Eungella king orchid

Scientific classification
- Kingdom: Plantae
- Clade: Tracheophytes
- Clade: Angiosperms
- Clade: Monocots
- Order: Asparagales
- Family: Orchidaceae
- Subfamily: Epidendroideae
- Genus: Dendrobium
- Species: D. neospectabile
- Binomial name: Dendrobium neospectabile J.M.H.Shaw
- Synonyms: Thelychiton spectabilis D.L.Jones & M.A.Clem.

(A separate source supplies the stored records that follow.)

/// Cities offered for autocompletion when nothing else is configured.
pub const MAJOR_CITIES: [&str; 20] = [
    "London",
    "New York",
    "Tokyo",
    "Paris",
    "Sydney",
    "Dubai",
    "Singapore",
    "Los Angeles",
    "Chicago",
    "Toronto",
    "Berlin",
    "Moscow",
    "Beijing",
    "Shanghai",
    "Mumbai",
    "Delhi",
    "Cairo",
    "Rio de Janeiro",
    "Mexico City",
    "Buenos Aires",
];

#[derive(Debug, Clone)]
pub struct CitySuggestions {
    cities: Vec<String>,
}

impl CitySuggestions {
    /// Use `configured` when non-empty, otherwise the built-in list.
    pub fn new(configured: &[String]) -> Self {
        let cities = if configured.is_empty() {
            MAJOR_CITIES.iter().map(|c| c.to_string()).collect()
        } else {
            configured.to_vec()
        };
        Self { cities }
    }

    /// Case-insensitive prefix match; an empty prefix matches everything.
    pub fn matching(&self, prefix: &str) -> Vec<&str> {
        let prefix = prefix.trim().to_lowercase();
        self.cities
            .iter()
            .filter(|c| c.to_lowercase().starts_with(&prefix))
            .map(String::as_str)
            .collect()
    }
}

impl Default for CitySuggestions {
    fn default() -> Self {
        Self::new(&[])
    }
}
use anyhow::{Context, Result};
use clap::Parser;
use std::io::{self, Write};
use std::process::ExitCode;
use std::sync::Arc;
use std::time::Duration;

use nimbus_core::{App, Config};
use nimbus_services::{FavoritesStore, LocalStorage, UnitPreference};
use nimbus_ui::{CitySuggestions, DashboardController, Intent, StdinDictation, WeatherServices};
use nimbus_weather::{
    build_client, AirQualityPolicy, ConfiguredLocation, Coordinate, GeolocationProvider,
    LocationResolver, WeatherAggregator,
};

mod cli;

use cli::{Command, HELP};

/// How often the prompt loop re-checks a running acquisition.
const SETTLE_STEP: Duration = Duration::from_millis(250);

fn main() -> Result<ExitCode> {
    let args = cli::Args::parse();

    let mut app = App::new(args.config.as_deref())?;
    nimbus_core::init(&app.config().logging.level)?;
    app.initialize()?;
    let config = app.shared_config();

    tracing::info!("Nimbus starting");

    let runtime = tokio::runtime::Builder::new_multi_thread()
        .thread_name("nimbus-tokio")
        .enable_all()
        .build()
        .context("Failed to start async runtime")?;

    let storage = if args.ephemeral {
        LocalStorage::in_memory()?
    } else {
        LocalStorage::open(&config.preferences_path())?
    };

    let units = UnitPreference::new(storage.clone());
    if let Some(unit) = args.units {
        units.set(unit.into())?;
    }

    let services = build_services(&config)?;
    let location_available = services.geolocation.is_available();

    let mut controller = DashboardController::new(
        runtime.handle().clone(),
        services,
        units,
        FavoritesStore::new(storage),
    )?
    .with_countdown(config.ui.countdown && !args.once);

    let first = match args.initial_city() {
        Some(city) => Some(Intent::Search(city)),
        None if location_available && config.ui.locate_on_startup => Some(Intent::UseLocation),
        None => None,
    };
    if let Some(intent) = first {
        run_intent(&mut controller, intent);
    }

    let code = if args.once {
        println!("{}", controller.view());
        if controller.session().error.is_some() {
            ExitCode::FAILURE
        } else {
            ExitCode::SUCCESS
        }
    } else {
        if controller.session().snapshot.is_some() || controller.session().error.is_some() {
            println!("{}", controller.view());
        }
        prompt_loop(&mut controller, &config)?;
        ExitCode::SUCCESS
    };

    drop(controller);
    runtime.shutdown_timeout(Duration::from_secs(1));
    app.shutdown()?;
    Ok(code)
}

fn build_services(config: &Config) -> Result<WeatherServices> {
    let api_key = config.weather.effective_api_key().unwrap_or_default();
    if api_key.is_empty() {
        tracing::warn!("No OpenWeatherMap API key configured; requests will be rejected");
    }

    let client = Arc::new(
        build_client(Duration::from_secs(config.weather.timeout_secs))
            .context("Failed to build HTTP client")?,
    );

    let policy = if config.weather.tolerate_air_quality_failure {
        AirQualityPolicy::BestEffort
    } else {
        AirQualityPolicy::Required
    };

    let position = config
        .location
        .position()
        .map(|(latitude, longitude)| Coordinate::new(latitude, longitude));
    let geolocation: Arc<dyn GeolocationProvider> = Arc::new(ConfiguredLocation::new(position));

    Ok(WeatherServices {
        resolver: LocationResolver::new(client.clone(), &config.weather.geo_base_url, &api_key),
        aggregator: WeatherAggregator::new(client, &config.weather.api_base_url, &api_key)
            .with_air_quality_policy(policy),
        geolocation,
        speech: Arc::new(StdinDictation),
    })
}

/// Dispatch and block until the dashboard is idle again.
///
/// Voice search reads the next stdin line itself, so the prompt must not
/// read until it has settled.
fn run_intent(controller: &mut DashboardController, intent: Intent) {
    let listening = matches!(intent, Intent::VoiceSearch);
    if !controller.dispatch(intent) {
        if let Some(notice) = &controller.session().notice {
            println!("{}", notice);
        }
        return;
    }
    if listening {
        println!("{}", controller.view());
        let _ = io::stdout().flush();
    }
    while !controller.wait_settled(SETTLE_STEP) {}
}

fn prompt_loop(controller: &mut DashboardController, config: &Config) -> Result<()> {
    let suggestions = CitySuggestions::new(&config.ui.suggestions);
    println!("Type a city name, or 'help' for commands.");

    loop {
        print!("nimbus> ");
        io::stdout().flush().context("Failed to write prompt")?;

        let mut line = String::new();
        if io::stdin().read_line(&mut line).context("Failed to read command")? == 0 {
            break;
        }

        match cli::parse(&line) {
            Command::Intent(intent) => {
                run_intent(controller, intent);
                println!("{}", controller.view());
            }
            Command::Favorites => {
                let favorites = &controller.session().favorites;
                if favorites.is_empty() {
                    println!("No favorites yet. Show a city and type 'fav'.");
                }
                for (i, city) in favorites.iter().enumerate() {
                    println!("  [{}] {}", i + 1, city);
                }
            }
            Command::Countdown => match controller.countdown() {
                Some(countdown) => println!("{}", countdown),
                None => println!("No sun times to count down to."),
            },
            Command::Suggest(prefix) => {
                let matches = suggestions.matching(&prefix);
                if matches.is_empty() {
                    println!("No suggestions for '{}'.", prefix);
                } else {
                    println!("{}", matches.join(", "));
                }
            }
            Command::Show => {
                controller.poll_channel();
                println!("{}", controller.view());
            }
            Command::Help => println!("{}", HELP),
            Command::Quit => break,
            Command::Invalid(message) => println!("{}", message),
        }
    }

    tracing::info!("Leaving prompt");
    Ok(())
}
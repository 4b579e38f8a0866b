//! Where the user is. The dashboard asks a `GeolocationProvider`; how the
//! position is obtained is up to the implementation.

use async_trait::async_trait;

use crate::types::{Coordinate, LocationError};

#[async_trait]
pub trait GeolocationProvider: Send + Sync {
    async fn current_position(&self) -> Result<Coordinate, LocationError>;

    /// False when the provider can never answer (no position source at all)
    fn is_available(&self) -> bool {
        true
    }
}

/// Reports a position configured ahead of time, or `Unsupported` without one.
#[derive(Debug, Clone, Default)]
pub struct ConfiguredLocation {
    position: Option<Coordinate>,
}

impl ConfiguredLocation {
    pub fn new(position: Option<Coordinate>) -> Self {
        Self { position }
    }
}

#[async_trait]
impl GeolocationProvider for ConfiguredLocation {
    async fn current_position(&self) -> Result<Coordinate, LocationError> {
        match self.position {
            Some(coordinate) => {
                tracing::debug!("Using configured position {}", coordinate);
                Ok(coordinate)
            }
            None => Err(LocationError::Unsupported),
        }
    }

    fn is_available(&self) -> bool {
        self.position.is_some()
    }
}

= Dendrobium neospectabile =

- Genus: Dendrobium
- Species: neospectabile
- Authority: J.M.H.Shaw
- Synonyms: Thelychiton spectabilis D.L.Jones & M.A.Clem.

Species of orchid

Dendrobium neospectabile, commonly known as the Eungella king orchid, is a species of epiphytic or lithophytic orchid that is endemic to tropical North Queensland. It has cylindrical, yellowish green pseudobulbs, up to three thick, leathery leaves and up to two hundred and fifty crowded cream-coloured to pale yellow flowers with reddish purple streaks on the labellum.

== Description ==
Dendrobium neospectabile is an epiphytic or lithophytic herb with spreading roots and cylindrical or spindle-shaped, yellowish green pseudobulbs 200-600 mm long and 20-40 mm wide. Each pseudobulb has up to three thick, leathery, dark green leaves originating from its top, the leaves 160-400 mm long and 50-90 mm wide. Between one hundred and fifty and two hundred and fifty cream-coloured to pale yellow flowers 55-75 mm long and 60-75 mm wide, are crowded on a flowering stem 250-550 mm long. The dorsal sepal is oblong, 30-50 mm long and 4-7 mm wide and tapered. The lateral sepals are 25-35 mm long, 5-6 mm wide, spread apart from each other near the base then curve inwards and sometimes cross each other. The petals are linear to oblong, 25-40 mm long and 3-4 mm wide. The labellum is cream-coloured with purple markings, 10-12 mm long and wide with three lobes. The sides lobes are erect and the middle lobe has a more or less square-cut tip. Flowering occurs from August and October.

==Taxonomy and naming==
The Eungella king orchid was first formally described in 2006 by David Jones and Mark Clements from a plant grown in the Australian National Botanic Gardens from a specimen collected in the Eungella National Park. It was given the name Thelychiton spectabilis and the description was published in Australian Orchid Research. In 2014, Julian Shaw changed the name to Dendrobium neospectabile, because the name Dendrobium spectabile was already given to a different orchid. The specific epithet (spectabilis) given by Jones and Brown is a Latin word meaning "notable" or "showy", referring to the floral display of this orchid. The prefix neo- means "new", "young" or "recent".

==Distribution and habitat==
Dendrobium neospectabile grows on tall rainforest trees, in sheltered places in open forest and sometimes on cliffs and boulders. It occurs in mountainous areas in and around Eungella National Park.